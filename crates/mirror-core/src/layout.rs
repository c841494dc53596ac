//! Mapping between local snapshot keys and remote paths.

use crate::snapshot::normalize_path;
use thiserror::Error;

#[derive(Debug, Error, PartialEq, Eq)]
pub enum LayoutError {
    #[error("Remote directory must be an absolute path: {0}")]
    NotAbsolute(String),

    #[error("Remote directory cannot be the filesystem root")]
    RootDirectory,
}

/// Where the mirror lives on both sides.
///
/// A remote directory `/home/u/proj` is mirrored into a local directory `proj`
/// under the working directory. Snapshot keys start with that local root, so a
/// key maps onto the remote side by prefixing the remote parent (`/home/u`).
#[derive(Debug, Clone, PartialEq, Eq)]
pub struct MirrorLayout {
    remote_parent: String,
    local_root: String,
}

impl MirrorLayout {
    pub fn from_remote_dir(remote_dir: &str) -> Result<Self, LayoutError> {
        if !remote_dir.starts_with('/') {
            return Err(LayoutError::NotAbsolute(remote_dir.to_string()));
        }
        let trimmed = remote_dir.trim_end_matches('/');
        let (parent, name) = trimmed.rsplit_once('/').ok_or(LayoutError::RootDirectory)?;
        if name.is_empty() {
            return Err(LayoutError::RootDirectory);
        }
        Ok(Self {
            remote_parent: parent.to_string(),
            local_root: name.to_string(),
        })
    }

    /// Directory that contains the mirrored directory on the remote host.
    /// Empty when the mirrored directory sits directly under `/`.
    pub fn remote_parent(&self) -> &str {
        &self.remote_parent
    }

    /// Name of the local mirror directory, relative to the working directory.
    pub fn local_root(&self) -> &str {
        &self.local_root
    }

    /// Full remote path of the mirrored directory.
    pub fn remote_dir(&self) -> String {
        format!("{}/{}", self.remote_parent, self.local_root)
    }

    /// Remote path for a local key such as `proj/src/main.c` or `proj/src`.
    pub fn remote_path(&self, local: &str) -> String {
        let local = normalize_path(local);
        if local.is_empty() {
            return if self.remote_parent.is_empty() {
                "/".to_string()
            } else {
                self.remote_parent.clone()
            };
        }
        format!("{}/{}", self.remote_parent, local)
    }
}

/// Quote a string for a POSIX shell using single quotes.
pub fn shell_quote(value: &str) -> String {
    format!("'{}'", value.replace('\'', r"'\''"))
}

#[cfg(test)]
mod tests {
    use super::*;

    #[test]
    fn test_from_remote_dir_splits_parent_and_root() {
        let layout = MirrorLayout::from_remote_dir("/home/user/proj/").unwrap();
        assert_eq!(layout.remote_parent(), "/home/user");
        assert_eq!(layout.local_root(), "proj");
        assert_eq!(layout.remote_dir(), "/home/user/proj");
    }

    #[test]
    fn test_from_remote_dir_rejects_bad_input() {
        assert_eq!(
            MirrorLayout::from_remote_dir("proj"),
            Err(LayoutError::NotAbsolute("proj".into()))
        );
        assert_eq!(
            MirrorLayout::from_remote_dir("/"),
            Err(LayoutError::RootDirectory)
        );
    }

    #[test]
    fn test_remote_path_for_keys() {
        let layout = MirrorLayout::from_remote_dir("/srv/proj").unwrap();
        assert_eq!(layout.remote_path("proj/a/b.txt"), "/srv/proj/a/b.txt");
        assert_eq!(layout.remote_path("proj\\a"), "/srv/proj/a");
        assert_eq!(layout.remote_path(""), "/srv");

        let top = MirrorLayout::from_remote_dir("/proj").unwrap();
        assert_eq!(top.remote_path("proj/x"), "/proj/x");
        assert_eq!(top.remote_path(""), "/");
    }

    #[test]
    fn test_shell_quote() {
        assert_eq!(shell_quote("/srv/my dir"), "'/srv/my dir'");
        assert_eq!(shell_quote("it's"), r"'it'\''s'");
    }
}
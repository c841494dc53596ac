//! Pacing for the daemon: sleep between cycles, wake early on file events,
//! stop on shutdown.

use crate::watcher::FileWatcher;
use async_trait::async_trait;
use mirror_core::Pacer;
use std::time::Duration;
use tokio::sync::watch;
use tracing::{debug, info};

pub struct DaemonPacer {
    interval: Duration,
    watcher: Option<FileWatcher>,
    shutdown: watch::Receiver<bool>,
}

impl DaemonPacer {
    pub fn new(interval: Duration, shutdown: watch::Receiver<bool>) -> Self {
        Self {
            interval,
            watcher: None,
            shutdown,
        }
    }

    pub fn with_watcher(mut self, watcher: FileWatcher) -> Self {
        self.watcher = Some(watcher);
        self
    }

    fn shutdown_requested(&self) -> bool {
        *self.shutdown.borrow()
    }
}

enum Wake {
    Elapsed,
    Changed,
    WatcherClosed,
    Shutdown,
}

#[async_trait]
impl Pacer for DaemonPacer {
    async fn pause(&mut self) -> bool {
        if self.shutdown_requested() {
            return false;
        }

        let sleep = tokio::time::sleep(self.interval);
        tokio::pin!(sleep);

        let wake = match self.watcher.as_mut() {
            Some(watcher) => {
                tokio::select! {
                    _ = &mut sleep => Wake::Elapsed,
                    event = watcher.event_rx().recv() => match event {
                        Some(event) => {
                            debug!("Woken by change to {}", event.path);
                            // Coalesce whatever else is already queued.
                            while watcher.event_rx().try_recv().is_ok() {}
                            Wake::Changed
                        }
                        None => Wake::WatcherClosed,
                    },
                    _ = self.shutdown.changed() => Wake::Shutdown,
                }
            }
            None => {
                tokio::select! {
                    _ = &mut sleep => Wake::Elapsed,
                    _ = self.shutdown.changed() => Wake::Shutdown,
                }
            }
        };

        match wake {
            Wake::Elapsed | Wake::Changed => !self.shutdown_requested(),
            Wake::WatcherClosed => {
                debug!("File watcher closed; falling back to polling");
                self.watcher = None;
                // Finish the interval that was interrupted.
                tokio::select! {
                    _ = &mut sleep => !self.shutdown_requested(),
                    _ = self.shutdown.changed() => {
                        info!("Shutdown requested");
                        false
                    }
                }
            }
            Wake::Shutdown => {
                info!("Shutdown requested");
                false
            }
        }
    }
}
--------------------------------
What this task involves | Using the records above, report each line that contains the word "time" by copying it.

Solution to the exercise |
use std::time::Duration;
        let sleep = tokio::time::sleep(self.interval);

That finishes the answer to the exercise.